Puede decirse que las inversiones legales de Alfonso XIII
fueron acertadas. El patrimonio alfonsino era como un gato bien alimentado al
que sólo había que acariciar el lomo: el Rey estaba presente en los
accionariados de Hispano-Suiza, Metro o Trasmediterránea, lo que demuestra que,
al contrario de lo que entonces afirmó la «demagogia del momento», no colocó su
fortuna en el extranjero, ni evadió capitales. Aunque como escribe Zavala: «No
es verdad que la Familia Real exiliada se hallase poco menos que en la
indigencia y que viviera de la caridad ajena, como se ha sugerido siempre en
los círculos monárquicos, tratando de preservar equivocadamente el buen nombre
de Alfonso XIII y su descendencia. Inclu-so Don Juan Carlos aseguró en cierta
ocasión: "Cuando mi abuelo se fue de España en 1931, no tenía una fortuna
lo que se dice importante. Por otro lado, que yo sepa, los Reyes nunca han
tenido costumbre de llevarse la caja"». Sin embargo, como concluye el
escritor, Don Juan Carlos no contaba con lo que su abuelo legó a su
descendencia ilegítima. María Teresa y Leandro, los bastardos nacidos de sus
amoríos con la actriz Carmen Ruiz Moragas, recibieron un millón de pesetas de
1931 en una cuenta de Suiza. Sin embargo, la rama Ruiz Moragas no fue la
primera bastardía del Monarca, sino la tercera. En 1915 nació Roger de
Vilmorín, hijo natural del Rey y Melanie de Dortán. Poco después, el rijoso
Soberano se entregó a los brazos de Beatrice Noon, una escocesa que dio clases
de piano a sus hijos. En 1916 nació una niña que, dado que el Rey conservaba el
ducado de Milán, fue bautizada Juana Alfonsa Milán, quien trató a su padre
hasta su muerte, llevando, como escribe su biógrafo Ramón de Franch, «con garbo
de princesa la ilegitimidad de su origen».

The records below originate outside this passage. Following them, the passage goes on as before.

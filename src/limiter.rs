//! Fail-fast concurrency limiter for auxiliary resources.
//!
//! Unlike the download queue, callers that cannot be served soon are turned
//! away immediately: once `max_waiting` callers are already parked, further
//! [`BoundedLimiter::acquire`] calls return `None` so the caller can serve a
//! placeholder instead of piling up.

use std::future::Future;
use std::sync::Arc;
use std::sync::atomic::{AtomicUsize, Ordering};

use tokio::sync::{OwnedSemaphorePermit, Semaphore};
use tracing::debug;

/// Semaphore with a capped wait list.
#[derive(Debug)]
pub struct BoundedLimiter {
    semaphore: Arc<Semaphore>,
    waiting: AtomicUsize,
    max_waiting: usize,
}

/// Holds one wait-list slot; released on drop, including when the waiting
/// future is cancelled.
struct WaitSlot<'a>(&'a AtomicUsize);

impl Drop for WaitSlot<'_> {
    fn drop(&mut self) {
        self.0.fetch_sub(1, Ordering::AcqRel);
    }
}

impl BoundedLimiter {
    /// `max_concurrent` is clamped to at least 1.
    #[must_use]
    pub fn new(max_concurrent: usize, max_waiting: usize) -> Self {
        Self {
            semaphore: Arc::new(Semaphore::new(max_concurrent.max(1))),
            waiting: AtomicUsize::new(0),
            max_waiting,
        }
    }

    /// Number of callers currently parked.
    #[must_use]
    pub fn waiting(&self) -> usize {
        self.waiting.load(Ordering::Acquire)
    }

    #[must_use]
    pub fn available_permits(&self) -> usize {
        self.semaphore.available_permits()
    }

    /// Takes a permit, waiting if needed. Returns `None` when the wait list is full.
    pub async fn acquire(&self) -> Option<OwnedSemaphorePermit> {
        if let Ok(permit) = Arc::clone(&self.semaphore).try_acquire_owned() {
            return Some(permit);
        }

        let reserved = self
            .waiting
            .fetch_update(Ordering::AcqRel, Ordering::Acquire, |current| {
                (current < self.max_waiting).then_some(current + 1)
            });
        if reserved.is_err() {
            debug!(max_waiting = self.max_waiting, "limiter wait list full");
            return None;
        }
        let _slot = WaitSlot(&self.waiting);

        Arc::clone(&self.semaphore).acquire_owned().await.ok()
    }

    /// Runs `fut` under a permit, or returns `placeholder` without running it.
    pub async fn run_or_else<F, T>(&self, fut: F, placeholder: T) -> T
    where
        F: Future<Output = T>,
    {
        match self.acquire().await {
            Some(_permit) => fut.await,
            None => placeholder,
        }
    }
}

#[cfg(test)]
#[allow(clippy::unwrap_used)]
mod tests {
    use std::time::Duration;

    use super::*;

    #[tokio::test]
    async fn test_acquire_within_capacity() {
        let limiter = BoundedLimiter::new(2, 0);
        let a = limiter.acquire().await;
        let b = limiter.acquire().await;
        assert!(a.is_some());
        assert!(b.is_some());
        assert_eq!(limiter.available_permits(), 0);
    }

    #[tokio::test]
    async fn test_fails_fast_when_wait_list_full() {
        let limiter = Arc::new(BoundedLimiter::new(1, 1));
        let held = limiter.acquire().await.unwrap();

        let waiter = {
            let limiter = Arc::clone(&limiter);
            tokio::spawn(async move { limiter.acquire().await.is_some() })
        };
        while limiter.waiting() == 0 {
            tokio::task::yield_now().await;
        }

        assert!(limiter.acquire().await.is_none());

        drop(held);
        assert!(waiter.await.unwrap());
        assert_eq!(limiter.waiting(), 0);
    }

    #[test]
    fn test_waiter_woken_when_permit_returns() {
        let limiter = BoundedLimiter::new(1, 1);
        let held = tokio_test::block_on(limiter.acquire()).unwrap();

        let mut waiter = tokio_test::task::spawn(limiter.acquire());
        tokio_test::assert_pending!(waiter.poll());
        assert_eq!(limiter.waiting(), 1);

        drop(held);
        assert!(waiter.is_woken());
        let permit = tokio_test::assert_ready!(waiter.poll());
        assert!(permit.is_some());
        assert_eq!(limiter.waiting(), 0);
    }

    #[tokio::test(start_paused = true)]
    async fn test_cancelled_waiter_releases_slot() {
        let limiter = BoundedLimiter::new(1, 1);
        let _held = limiter.acquire().await.unwrap();

        let timed_out = tokio::time::timeout(Duration::from_millis(10), limiter.acquire()).await;
        assert!(timed_out.is_err());
        assert_eq!(limiter.waiting(), 0);
    }

    #[tokio::test]
    async fn test_run_or_else_serves_placeholder() {
        let limiter = BoundedLimiter::new(1, 0);
        let _held = limiter.acquire().await.unwrap();

        let value = limiter.run_or_else(async { "real" }, "placeholder").await;
        assert_eq!(value, "placeholder");
    }

    #[tokio::test]
    async fn test_run_or_else_runs_future() {
        let limiter = BoundedLimiter::new(1, 0);
        let value = limiter.run_or_else(async { 7 }, 0).await;
        assert_eq!(value, 7);
        assert_eq!(limiter.available_permits(), 1);
    }
}
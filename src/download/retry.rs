//! Failure classification for download outcomes.
//!
//! The executor only classifies and reports; the orchestrator owns every
//! retry decision. [`classify_error`] is the single point where a
//! [`DownloadError`] is mapped onto the retry budget it draws from.
//!
//! # Example
//!
//! ```
//! use bookfetch_core::download::{DownloadError, FailureType, classify_error};
//!
//! let error = DownloadError::http_status("https://example.com/book.epub", 503);
//! assert_eq!(classify_error(&error), FailureType::Transient);
//! ```

use tracing::instrument;

use crate::bypass::BypassError;

use super::DownloadError;

/// Classification of download failure types.
#[derive(Debug, Clone, Copy, PartialEq, Eq)]
pub enum FailureType {
    /// May succeed on an immediate retry. Draws from the retry budget.
    ///
    /// Examples: network timeout, 5xx, missing link, every mirror failing.
    Transient,

    /// The origin is rate-limiting globally. Draws from the quota budget
    /// and waits out an hourly backoff.
    Quota,

    /// Local misconfiguration; retrying cannot help. Settles immediately
    /// without consuming either budget.
    Configuration,

    /// Not a failure: the job was cancelled.
    Cancelled,
}

/// Classifies a download error into a failure type.
///
/// | Error | Type |
/// |-------|------|
/// | `Quota`, HTTP 429 | Quota |
/// | `Cancelled` | Cancelled |
/// | `InvalidUrl`, bypass client build failure | Configuration |
/// | `AllMirrorsFailed` | type of the last mirror's error |
/// | everything else | Transient |
#[instrument(level = "debug")]
pub fn classify_error(error: &DownloadError) -> FailureType {
    match error {
        DownloadError::Quota { .. } | DownloadError::HttpStatus { status: 429, .. } => {
            FailureType::Quota
        }

        DownloadError::Cancelled => FailureType::Cancelled,

        DownloadError::InvalidUrl { .. }
        | DownloadError::Bypass {
            source: BypassError::Client(_),
            ..
        } => FailureType::Configuration,

        DownloadError::AllMirrorsFailed { last, .. } => match classify_error(last) {
            // A single mirror's bad link is not a configuration problem for the job.
            FailureType::Configuration => FailureType::Transient,
            other => other,
        },

        DownloadError::Network { .. }
        | DownloadError::Timeout { .. }
        | DownloadError::HttpStatus { .. }
        | DownloadError::Io { .. }
        | DownloadError::Bypass { .. }
        | DownloadError::NoDownloadLink { .. }
        | DownloadError::AttemptTimeout { .. } => FailureType::Transient,
    }
}

#[cfg(test)]
mod tests {
    use std::time::Duration;

    use super::*;

    #[test]
    fn test_quota_errors() {
        assert_eq!(
            classify_error(&DownloadError::quota("u", "daily limit")),
            FailureType::Quota
        );
        assert_eq!(
            classify_error(&DownloadError::http_status("u", 429)),
            FailureType::Quota
        );
    }

    #[test]
    fn test_transient_errors() {
        for error in [
            DownloadError::http_status("u", 503),
            DownloadError::http_status("u", 404),
            DownloadError::timeout("u"),
            DownloadError::no_download_link("u"),
            DownloadError::AttemptTimeout {
                mirror: 0,
                after: Duration::from_secs(300),
            },
            DownloadError::bypass(1, BypassError::timeout("http://proxy")),
        ] {
            assert_eq!(classify_error(&error), FailureType::Transient, "{error}");
        }
    }

    #[test]
    fn test_configuration_and_cancelled() {
        assert_eq!(
            classify_error(&DownloadError::invalid_url("nope")),
            FailureType::Configuration
        );
        assert_eq!(
            classify_error(&DownloadError::Cancelled),
            FailureType::Cancelled
        );
    }

    #[test]
    fn test_all_mirrors_failed_follows_last_error() {
        let transient = DownloadError::all_mirrors_failed("id", 3, DownloadError::timeout("u"));
        assert_eq!(classify_error(&transient), FailureType::Transient);

        let invalid = DownloadError::all_mirrors_failed("id", 3, DownloadError::invalid_url("x"));
        assert_eq!(classify_error(&invalid), FailureType::Transient);
    }
}
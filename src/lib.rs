//! Bookfetch Core Library
//!
//! Queues book downloads, resolves them through a bot-protection bypass
//! proxy mirror by mirror, and files the results.
//!
//! # Architecture
//!
//! The library is organized into the following modules:
//! - [`orchestrator`] - single-consumer job queue, retry policy and post-download pipeline
//! - [`download`] - mirror-by-mirror executor and streaming HTTP client
//! - [`bypass`] - bypass proxy client and interstitial page parser
//! - [`job`] - durable job records and the SQLite job store
//! - [`db`] - database connection and schema management
//! - [`ports`] - settings, filesystem, upload, catalog and clock seams
//! - [`limiter`] - fail-fast concurrency limiter for auxiliary resources

// Clippy lints - strict for library code
#![deny(clippy::unwrap_used)]
#![deny(clippy::expect_used)]
#![warn(clippy::pedantic)]
#![allow(clippy::module_name_repetitions)]

pub mod bypass;
pub mod db;
pub mod download;
pub mod job;
pub mod limiter;
pub mod orchestrator;
pub mod ports;
mod user_agent;

#[cfg(test)]
mod test_support;

// Re-export commonly used types
pub use db::Database;
pub use download::{
    DownloadError, DownloadExecutor, ExecuteRequest, Executor, ExecutorConfig, FailureType,
    classify_error,
};
pub use job::{DownloadJob, JobSource, JobStatus, JobStore, SqliteJobStore};
pub use limiter::BoundedLimiter;
pub use orchestrator::{EnqueueResult, Orchestrator, OrchestratorDeps, OrchestratorError, QueueSnapshot};
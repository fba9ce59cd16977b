//! Progress reporting from the executor to its caller.

use std::time::Duration;

use async_trait::async_trait;
use tokio::time::Instant;

/// A status transition or transfer sample.
#[derive(Debug, Clone, PartialEq)]
pub enum ProgressUpdate {
    /// Resolving a mirror page through the bypass proxy.
    BypassingProtection { mirror: u32 },
    /// Waiting out a mirror's countdown.
    WaitingCountdown { seconds: u32 },
    /// Streaming the file.
    Downloading {
        downloaded: u64,
        total: Option<u64>,
        percent: Option<f64>,
        /// Bytes per second since the previous sample.
        speed: f64,
        eta_seconds: Option<u64>,
    },
}

/// What the caller wants the executor to do next.
#[derive(Debug, Clone, Copy, PartialEq, Eq)]
pub enum ProgressControl {
    Continue,
    /// Stop, delete any partial file and return `DownloadError::Cancelled`.
    Abort,
}

/// Receives progress from the executor. Checked at every report, so it is
/// also the cooperative cancellation point.
#[async_trait]
pub trait ProgressSink: Send + Sync {
    async fn report(&self, update: ProgressUpdate) -> ProgressControl;
}

/// A sink that ignores everything.
#[derive(Debug, Clone, Copy, Default)]
pub struct NoopProgress;

#[async_trait]
impl ProgressSink for NoopProgress {
    async fn report(&self, _update: ProgressUpdate) -> ProgressControl {
        ProgressControl::Continue
    }
}

/// Turns cumulative byte counts into throughput samples on a fixed cadence.
///
/// Speed is the byte delta since the previous sample divided by the elapsed
/// time, so it tracks instantaneous rather than average throughput.
#[derive(Debug, Clone)]
pub struct ThroughputSampler {
    interval: Duration,
    last_at: Instant,
    last_bytes: u64,
}

impl ThroughputSampler {
    #[must_use]
    pub fn new(interval: Duration, started_at: Instant) -> Self {
        Self {
            interval,
            last_at: started_at,
            last_bytes: 0,
        }
    }

    /// Returns a sample if at least one interval has passed since the last one.
    pub fn sample(&mut self, now: Instant, downloaded: u64, total: Option<u64>) -> Option<ProgressUpdate> {
        let elapsed = now.saturating_duration_since(self.last_at);
        if elapsed < self.interval {
            return None;
        }
        Some(self.take(elapsed, downloaded, total, now))
    }

    /// Emits a sample regardless of cadence (used once the stream ends).
    pub fn finish(&mut self, now: Instant, downloaded: u64, total: Option<u64>) -> ProgressUpdate {
        let elapsed = now.saturating_duration_since(self.last_at);
        self.take(elapsed, downloaded, total, now)
    }

    #[allow(clippy::cast_precision_loss, clippy::cast_possible_truncation, clippy::cast_sign_loss)]
    fn take(&mut self, elapsed: Duration, downloaded: u64, total: Option<u64>, now: Instant) -> ProgressUpdate {
        let delta = downloaded.saturating_sub(self.last_bytes);
        let secs = elapsed.as_secs_f64();
        let speed = if secs > 0.0 { delta as f64 / secs } else { 0.0 };

        let percent = total
            .filter(|t| *t > 0)
            .map(|t| (downloaded as f64 / t as f64 * 100.0).min(100.0));
        let eta_seconds = match total {
            Some(t) if speed > 0.0 => Some((t.saturating_sub(downloaded) as f64 / speed).ceil() as u64),
            Some(t) if t <= downloaded => Some(0),
            _ => None,
        };

        self.last_at = now;
        self.last_bytes = downloaded;

        ProgressUpdate::Downloading {
            downloaded,
            total,
            percent,
            speed,
            eta_seconds,
        }
    }
}
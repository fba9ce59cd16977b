use std::net::TcpListener;
use std::panic::Location;

use wiremock::MockServer;

const REQUIRE_ENV: &str = "BOOKFETCH_REQUIRE_SOCKET_TESTS";

fn socket_tests_required() -> bool {
    std::env::var(REQUIRE_ENV)
        .ok()
        .is_some_and(|value| matches!(value.to_ascii_lowercase().as_str(), "1" | "true" | "yes"))
}

/// Returns true when localhost sockets are unavailable and the test should bail.
#[track_caller]
fn should_skip_socket_bound_test() -> bool {
    if TcpListener::bind("127.0.0.1:0").is_ok() {
        return false;
    }

    let location = Location::caller();
    let message = format!(
        "[socket-bound-test] cannot bind localhost socket at {}:{}",
        location.file(),
        location.line()
    );
    assert!(
        !socket_tests_required(),
        "{message}. Set {REQUIRE_ENV}=0 to allow skipping."
    );
    eprintln!("{message}. Skipping test. Set {REQUIRE_ENV}=1 to fail instead.");
    true
}

pub async fn start_mock_server_or_skip() -> Option<MockServer> {
    if should_skip_socket_bound_test() {
        None
    } else {
        Some(MockServer::start().await)
    }
}

/// Raw localhost listener for tests that need finer control than wiremock.
pub async fn bind_listener_or_skip() -> Option<tokio::net::TcpListener> {
    if should_skip_socket_bound_test() {
        return None;
    }
    tokio::net::TcpListener::bind("127.0.0.1:0").await.ok()
}
//! Collaborator seams the orchestrator consumes.
//!
//! Each trait is object-safe and carries a small provided implementation so
//! the binary and tests can run without remote services.

pub mod catalog;
pub mod clock;
pub mod files;
pub mod settings;
pub mod upload;

pub use catalog::{BookMetadata, Catalog, CatalogError, NullCatalog};
pub use clock::{Clock, SystemClock};
pub use files::{FileError, FileOps, INDEXER_CATEGORY_SUBDIR, LocalFileOps};
pub use settings::{Settings, SettingsProvider, StaticSettings};
pub use upload::{DisabledUploader, UploadError, Uploader};
//! Post-download actions: validate, relocate, upload, clean up.

use std::path::{Path, PathBuf};

use tracing::{info, warn};

use crate::download::DownloadedFile;
use crate::job::{DownloadJob, JobPatch, JobSource, JobStatus, StoreError, UploadStatus};
use crate::ports::{FileError, FileOps, Settings};

use super::OrchestratorDeps;

/// How the pipeline left the job.
#[derive(Debug, Clone, PartialEq, Eq)]
pub(super) enum PipelineOutcome {
    /// Recorded as `done` or `available`.
    Settled(JobStatus),
    /// The file failed validation; counts as a transient failure.
    Retry(String),
    /// Relocation failed or the uploader is misconfigured; settle as `error`.
    Failed(String),
}

#[derive(Debug, Clone, Copy, PartialEq, Eq)]
enum Relocation<'a> {
    Library,
    Indexer(&'a Path),
}

/// Indexer-sourced jobs go to the indexer directory when that is enabled;
/// everything else goes to the library when `move_to_final` is set.
fn relocation_target(source: JobSource, settings: &Settings) -> Option<Relocation<'_>> {
    if source == JobSource::Indexer
        && settings.move_to_indexer
        && let Some(dir) = settings.indexer_dir.as_deref()
    {
        return Some(Relocation::Indexer(dir));
    }
    settings.move_to_final.then_some(Relocation::Library)
}

async fn relocate(
    files: &dyn FileOps,
    path: &Path,
    target: Relocation<'_>,
    settings: &Settings,
) -> Result<PathBuf, FileError> {
    match target {
        Relocation::Library => files.move_to_final_destination(path).await,
        Relocation::Indexer(dir) => {
            files
                .move_to_indexer_directory(path, dir, settings.indexer_use_category_subdir)
                .await
        }
    }
}

/// Runs the enabled steps for a successful download and records the result.
///
/// A job with no enabled destination stays `done` with the file at its
/// temporary path. A failed upload is recorded on the job but does not
/// change its status.
pub(super) async fn run(
    deps: &OrchestratorDeps,
    job: &DownloadJob,
    file: &DownloadedFile,
    settings: &Settings,
) -> Result<PipelineOutcome, StoreError> {
    let id = job.id.as_str();

    if !deps
        .files
        .validate_download(&file.path, job.expected_size)
        .await
    {
        if let Err(e) = deps.files.delete_file(&file.path).await {
            warn!(job_id = %id, error = %e, "failed to remove invalid download");
        }
        return Ok(PipelineOutcome::Retry(format!(
            "downloaded file failed validation: {}",
            file.path.display()
        )));
    }

    deps.store
        .mark_completed(id, &file.path, deps.clock.now_ms())
        .await?;

    let final_path = match relocation_target(job.source, settings) {
        None => None,
        Some(target) => match relocate(deps.files.as_ref(), &file.path, target, settings).await {
            Ok(path) => {
                info!(job_id = %id, path = %path.display(), "download relocated");
                Some(path)
            }
            Err(e) => return Ok(PipelineOutcome::Failed(format!("failed to relocate download: {e}"))),
        },
    };
    let artifact = final_path.as_deref().unwrap_or(&file.path);

    let upload = if settings.upload_enabled && deps.uploader.is_enabled() {
        match deps.uploader.upload_file(artifact).await {
            Ok(()) => {
                info!(job_id = %id, "uploaded to remote library");
                Some((UploadStatus::Uploaded, None))
            }
            Err(e) if e.is_configuration() => {
                return Ok(PipelineOutcome::Failed(format!("upload not possible: {e}")));
            }
            Err(e) => {
                warn!(job_id = %id, error = %e, "upload failed");
                Some((UploadStatus::Failed, Some(format!("upload failed: {e}"))))
            }
        }
    } else {
        None
    };
    let uploaded = matches!(upload, Some((UploadStatus::Uploaded, _)));

    if settings.delete_temp && final_path.is_none() && uploaded {
        if let Err(e) = deps.files.delete_file(&file.path).await {
            warn!(job_id = %id, error = %e, "failed to delete temporary file");
        }
    }

    let now = deps.clock.now_ms();
    if final_path.is_some() || uploaded {
        deps.store
            .mark_available(id, final_path.as_deref(), upload, now)
            .await?;
        return Ok(PipelineOutcome::Settled(JobStatus::Available));
    }

    // Nothing left the temporary path; a failed upload is still worth recording.
    if let Some((status, message)) = upload {
        let patch = JobPatch {
            upload_status: Some(Some(status)),
            error: Some(message),
            ..JobPatch::default()
        };
        deps.store.update(id, &patch).await?;
    }
    Ok(PipelineOutcome::Settled(JobStatus::Done))
}

#[cfg(test)]
mod tests {
    use super::*;

    fn settings() -> Settings {
        Settings {
            indexer_dir: Some(PathBuf::from("/srv/indexer")),
            ..Settings::default()
        }
    }

    #[test]
    fn test_no_relocation_by_default() {
        assert_eq!(relocation_target(JobSource::Web, &Settings::default()), None);
    }

    #[test]
    fn test_indexer_source_prefers_indexer_directory() {
        let settings = Settings {
            move_to_final: true,
            move_to_indexer: true,
            ..settings()
        };
        assert_eq!(
            relocation_target(JobSource::Indexer, &settings),
            Some(Relocation::Indexer(Path::new("/srv/indexer")))
        );
        assert_eq!(
            relocation_target(JobSource::Web, &settings),
            Some(Relocation::Library)
        );
    }

    #[test]
    fn test_indexer_without_directory_falls_back_to_library() {
        let settings = Settings {
            move_to_final: true,
            move_to_indexer: true,
            indexer_dir: None,
            ..Settings::default()
        };
        assert_eq!(
            relocation_target(JobSource::Indexer, &settings),
            Some(Relocation::Library)
        );
    }
}
#![allow(dead_code)]

pub mod fakes;
pub mod harness;
pub mod socket_guard;
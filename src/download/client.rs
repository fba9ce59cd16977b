//! HTTP client wrapper for streaming resolved downloads to disk.

use std::path::{Path, PathBuf};
use std::time::Duration;

use futures_util::StreamExt;
use reqwest::Client;
use reqwest::header::CONTENT_DISPOSITION;
use tokio::fs::File;
use tokio::io::{AsyncWriteExt, BufWriter};
use tokio::time::Instant;
use tracing::{debug, info, instrument};
use url::Url;

use super::constants::{CONNECT_TIMEOUT_SECS, READ_TIMEOUT_SECS};
use super::error::DownloadError;
use super::filename::{derive_filename, resolve_unique_path};
use super::progress::{ProgressControl, ProgressSink, ThroughputSampler};
use crate::user_agent;

/// A file written to disk by [`HttpClient::download_to_dir`].
#[derive(Debug, Clone, PartialEq, Eq)]
pub struct DownloadedFile {
    pub path: PathBuf,
    pub bytes: u64,
    /// `Content-Length` the server announced, if any.
    pub content_length: Option<u64>,
}

/// HTTP client for downloading files with streaming support.
///
/// Created once and reused so connections are pooled.
#[derive(Debug, Clone)]
pub struct HttpClient {
    client: Client,
}

impl HttpClient {
    /// Creates a client with default timeouts (30s connect, 5min idle read).
    ///
    /// # Errors
    ///
    /// Returns [`DownloadError::Network`] if the client cannot be built.
    pub fn new() -> Result<Self, DownloadError> {
        Self::new_with_timeouts(CONNECT_TIMEOUT_SECS, READ_TIMEOUT_SECS)
    }

    /// Creates a client with explicit timeout values.
    ///
    /// `read_timeout_secs` bounds each read, not the whole transfer, so a
    /// slow but steady mirror can take as long as it needs.
    ///
    /// # Errors
    ///
    /// Returns [`DownloadError::Network`] if the client cannot be built.
    pub fn new_with_timeouts(
        connect_timeout_secs: u64,
        read_timeout_secs: u64,
    ) -> Result<Self, DownloadError> {
        let client = Client::builder()
            .connect_timeout(Duration::from_secs(connect_timeout_secs))
            .read_timeout(Duration::from_secs(read_timeout_secs))
            .gzip(true)
            .cookie_store(true)
            .user_agent(user_agent::default_user_agent())
            .build()
            .map_err(|e| DownloadError::network("<client>", e))?;
        Ok(Self { client })
    }

    /// Streams `url` into `output_dir`, reporting throughput to `sink`.
    ///
    /// The filename comes from the URL, then `Content-Disposition`, then `id`.
    /// Bytes go to `<name>.part`, which is renamed once the body is complete
    /// and removed on any error or when the sink aborts.
    ///
    /// # Errors
    ///
    /// Returns `DownloadError` if:
    /// - The URL is invalid
    /// - The request fails (network error, timeout)
    /// - The server returns an error status (4xx, 5xx)
    /// - Writing to disk fails
    /// - The sink returns [`ProgressControl::Abort`] (`Cancelled`)
    #[instrument(skip(self, sink), fields(url = %url))]
    pub async fn download_to_dir(
        &self,
        url: &str,
        output_dir: &Path,
        id: &str,
        progress_interval: Duration,
        sink: &dyn ProgressSink,
    ) -> Result<DownloadedFile, DownloadError> {
        let parsed_url = Url::parse(url).map_err(|_| DownloadError::invalid_url(url))?;

        let response = self
            .client
            .get(url)
            .send()
            .await
            .map_err(|e| DownloadError::from_reqwest(url, e))?;

        let status = response.status();
        if !status.is_success() {
            return Err(DownloadError::http_status(url, status.as_u16()));
        }

        let content_disposition = response
            .headers()
            .get(CONTENT_DISPOSITION)
            .and_then(|v| v.to_str().ok())
            .map(str::to_string);
        let filename = derive_filename(&parsed_url, content_disposition.as_deref(), id);

        tokio::fs::create_dir_all(output_dir)
            .await
            .map_err(|e| DownloadError::io(output_dir, e))?;
        let file_path = resolve_unique_path(output_dir, &filename);
        debug!(filename = %filename, path = %file_path.display(), "resolved output path");

        let content_length = response.content_length();
        let part_path = part_path(&file_path);
        let mut file = File::create(&part_path)
            .await
            .map_err(|e| DownloadError::io(part_path.clone(), e))?;

        let result = stream_to_file(
            &mut file,
            response,
            url,
            &part_path,
            content_length,
            progress_interval,
            sink,
        )
        .await;
        drop(file);

        let result = match result {
            Ok(bytes) => tokio::fs::rename(&part_path, &file_path)
                .await
                .map(|()| bytes)
                .map_err(|e| DownloadError::io(file_path.clone(), e)),
            Err(err) => Err(err),
        };
        let bytes = match result {
            Ok(bytes) => bytes,
            Err(err) => {
                debug!(path = %part_path.display(), error = %err, "cleaning up partial file");
                let _ = tokio::fs::remove_file(&part_path).await;
                return Err(err);
            }
        };

        info!(path = %file_path.display(), bytes, "download complete");

        Ok(DownloadedFile {
            path: file_path,
            bytes,
            content_length,
        })
    }
}

/// `<path>.part`, where the body is written until it is complete.
fn part_path(path: &Path) -> PathBuf {
    let mut name = path.as_os_str().to_owned();
    name.push(".part");
    PathBuf::from(name)
}

/// Streams the response body to `file`, returning bytes written.
async fn stream_to_file(
    file: &mut File,
    response: reqwest::Response,
    url: &str,
    file_path: &Path,
    total: Option<u64>,
    progress_interval: Duration,
    sink: &dyn ProgressSink,
) -> Result<u64, DownloadError> {
    let mut writer = BufWriter::new(file);
    let mut stream = response.bytes_stream();
    let mut sampler = ThroughputSampler::new(progress_interval, Instant::now());
    let mut bytes_written: u64 = 0;

    while let Some(chunk_result) = stream.next().await {
        let chunk = chunk_result.map_err(|e| DownloadError::from_reqwest(url, e))?;

        writer
            .write_all(&chunk)
            .await
            .map_err(|e| DownloadError::io(file_path, e))?;
        bytes_written += chunk.len() as u64;

        if let Some(update) = sampler.sample(Instant::now(), bytes_written, total)
            && sink.report(update).await == ProgressControl::Abort
        {
            return Err(DownloadError::Cancelled);
        }
    }

    writer
        .flush()
        .await
        .map_err(|e| DownloadError::io(file_path, e))?;

    let last = sampler.finish(Instant::now(), bytes_written, total);
    if sink.report(last).await == ProgressControl::Abort {
        return Err(DownloadError::Cancelled);
    }

    Ok(bytes_written)
}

El primer hijo natural del Monarca fue admitido como propio
por el marido de Melianie Dortán, Philippe de Vilmorín, un acaudalado francés
que entre otras muchas propiedades era dueño del impresionante Castillo de
Verrières. El Monarca lo trató hasta la muerte de su madre en 1937, pero nunca
trató de asegurarle un futuro económico ya que Valmorín, el padre postizo, era
uno de los hombres más ricos de Francia. Juana Alfonsa Milán no tuvo la misma
suerte que su hermanastro. Sin embargo, Zavala baraja la posibilidad de que los
movimientos que el Monarca efectuó bajo el nombre Duque de Toledo en la
sucursal madrileña del London County Westminster & Parr's Bank estuvieran
destinados a la manutención de la bastarda.
«¡Qué injusticia! Eso le podía haber pasado a cualquiera de
nosotros». Eso es lo que, según recoge la escritora estadounidense Ana Loos,
exclamó el Monarca cuando le contaron que su actor favorito, Fatty Arbuckle,
había sido acusado de violación tras la muerte de una actriz a la que había
penetrado con una botella. «No veía mucha cultura en un rey que quisiera
asociarse con Fatty Arbuckle». Es evidente: los socios (ya fuesen en política o
en finanzas) de Alfonso XIII nunca fueron demasiado recomendables.